*Work item*. Go through the entries and copy every line that has the string "render" in it.

*Collection entries*.

________________

//! Machine-readable report: one flat entry per prediction

use super::{fk_lock_type, Report, ReportError, Reporter};
use crate::fkresolver::{FkDirection, FkGraph};
use crate::meta::{ActionKind, Algorithm, LockLevel, RiskLevel};
use serde::Serialize;

pub struct JsonReporter;

#[derive(Debug, Serialize)]
struct JsonOutput<'a> {
    analyses: Vec<JsonAnalysis<'a>>,
}

#[derive(Debug, Serialize)]
struct JsonAnalysis<'a> {
    table: &'a str,
    sql: &'a str,
    operation: ActionKind,
    algorithm: Algorithm,
    lock_level: LockLevel,
    table_rebuild: bool,
    #[serde(rename = "estimated_duration_sec", skip_serializing_if = "Option::is_none")]
    duration: Option<JsonDuration>,
    risk_level: RiskLevel,
    #[serde(skip_serializing_if = "Option::is_none")]
    fk_propagation: Option<JsonFkPropagation<'a>>,
    #[serde(skip_serializing_if = "<[String]>::is_empty")]
    notes: &'a [String],
    #[serde(skip_serializing_if = "<[String]>::is_empty")]
    warnings: &'a [String],
}

#[derive(Debug, Serialize)]
struct JsonDuration {
    min: f64,
    max: f64,
}

#[derive(Debug, Serialize)]
struct JsonFkPropagation<'a> {
    total_affected_tables: usize,
    relations: Vec<JsonFkRelation<'a>>,
    #[serde(skip_serializing_if = "<[String]>::is_empty")]
    warnings: &'a [String],
}

#[derive(Debug, Serialize)]
struct JsonFkRelation<'a> {
    direction: FkDirection,
    table: &'a str,
    constraint: &'a str,
    columns: &'a [String],
    referenced_columns: &'a [String],
    lock_type: &'static str,
    depth: u32,
}

impl<'a> JsonFkPropagation<'a> {
    fn from_graph(graph: &'a FkGraph) -> Self {
        Self {
            total_affected_tables: graph.total_affected_tables(),
            relations: graph
                .all_relations()
                .into_iter()
                .map(|relation| JsonFkRelation {
                    direction: relation.direction,
                    table: &relation.table,
                    constraint: &relation.constraint.constraint_name,
                    columns: &relation.constraint.source_columns,
                    referenced_columns: &relation.constraint.referenced_columns,
                    lock_type: fk_lock_type(relation.lock_impact.lock_level),
                    depth: relation.depth,
                })
                .collect(),
            warnings: &graph.warnings,
        }
    }
}

impl Reporter for JsonReporter {
    fn render(&self, report: &Report) -> Result<String, ReportError> {
        let mut analyses = Vec::new();

        for analysis in &report.analyses {
            let graph = analysis.fk_propagation();
            for prediction in &analysis.predictions {
                analyses.push(JsonAnalysis {
                    table: &analysis.table,
                    sql: &analysis.sql,
                    operation: prediction.action_type,
                    algorithm: prediction.algorithm,
                    lock_level: prediction.lock_level,
                    table_rebuild: prediction.table_rebuild,
                    duration: prediction.duration.available.then(|| JsonDuration {
                        min: prediction.duration.min_seconds,
                        max: prediction.duration.max_seconds,
                    }),
                    risk_level: prediction.risk_level,
                    fk_propagation: graph.map(JsonFkPropagation::from_graph),
                    notes: &prediction.notes,
                    warnings: &prediction.warnings,
                });
            }
        }

        Ok(serde_json::to_string_pretty(&JsonOutput { analyses })?)
    }
}

#[cfg(test)]
mod tests {
    use super::*;
    use crate::reporter::fixtures::sample_report;
    use pretty_assertions::assert_eq;
    use serde_json::{json, Value};

    fn render(report: &Report) -> Value {
        let text = JsonReporter.render(report).unwrap();
        serde_json::from_str(&text).unwrap()
    }

    #[test]
    fn test_offline_entry_omits_duration() {
        let value = render(&sample_report(false));
        let entry = &value["analyses"][0];

        assert_eq!(entry["table"], "shop.orders");
        assert_eq!(entry["operation"], "ADD_COLUMN");
        assert_eq!(entry["algorithm"], "INSTANT");
        assert_eq!(entry["lock_level"], "NONE");
        assert_eq!(entry["table_rebuild"], false);
        assert_eq!(entry["risk_level"], "LOW");
        assert!(entry.get("estimated_duration_sec").is_none());
        assert!(entry.get("warnings").is_none());
        assert_eq!(entry["notes"].as_array().map(Vec::len), Some(3));
    }

    #[test]
    fn test_duration_present_with_metadata() {
        let value = render(&sample_report(true));
        assert_eq!(
            value["analyses"][0]["estimated_duration_sec"],
            json!({"min": 0.0, "max": 0.0})
        );
    }

    #[test]
    fn test_fk_propagation_relations() {
        let value = render(&sample_report(false));
        let fk = &value["analyses"][0]["fk_propagation"];

        assert_eq!(fk["total_affected_tables"], 2);
        assert_eq!(
            fk["relations"][0],
            json!({
                "direction": "PARENT",
                "table": "shop.users",
                "constraint": "fk_shop_users",
                "columns": ["user_id"],
                "referenced_columns": ["id"],
                "lock_type": "SHARED_READ",
                "depth": 1
            })
        );
        assert_eq!(fk["relations"][1]["direction"], "CHILD");
        assert_eq!(fk["relations"][1]["lock_type"], "EXCLUSIVE");
        assert!(fk.get("warnings").is_none());
    }

    #[test]
    fn test_circular_warning_survives_without_relations() {
        let mut report = sample_report(false);
        let mut graph = FkGraph::new("shop.orders", 5);
        graph
            .warnings
            .push("Circular FK reference detected: shop.orders (skipping)".into());
        report.analyses[0].fk_graph = Some(graph);
        let value = render(&report);

        assert_eq!(
            value["analyses"][0]["fk_propagation"],
            json!({
                "total_affected_tables": 0,
                "relations": [],
                "warnings": ["Circular FK reference detected: shop.orders (skipping)"]
            })
        );
    }

    #[test]
    fn test_empty_graph_omits_fk_propagation() {
        let mut report = sample_report(false);
        report.analyses[0].fk_graph = Some(FkGraph::new("shop.orders", 5));
        let value = render(&report);
        assert!(value["analyses"][0].get("fk_propagation").is_none());
    }

    #[test]
    fn test_empty_report() {
        assert_eq!(render(&Report::default()), json!({"analyses": []}));
    }
}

________________

*Solution to this task*.
    fn render(&self, report: &Report) -> Result<String, ReportError> {
    fn render(report: &Report) -> Value {
        let text = JsonReporter.render(report).unwrap();
        let value = render(&sample_report(false));
        let value = render(&sample_report(true));
        let value = render(&sample_report(false));
        let value = render(&report);
        let value = render(&report);
        assert_eq!(render(&Report::default()), json!({"analyses": []}));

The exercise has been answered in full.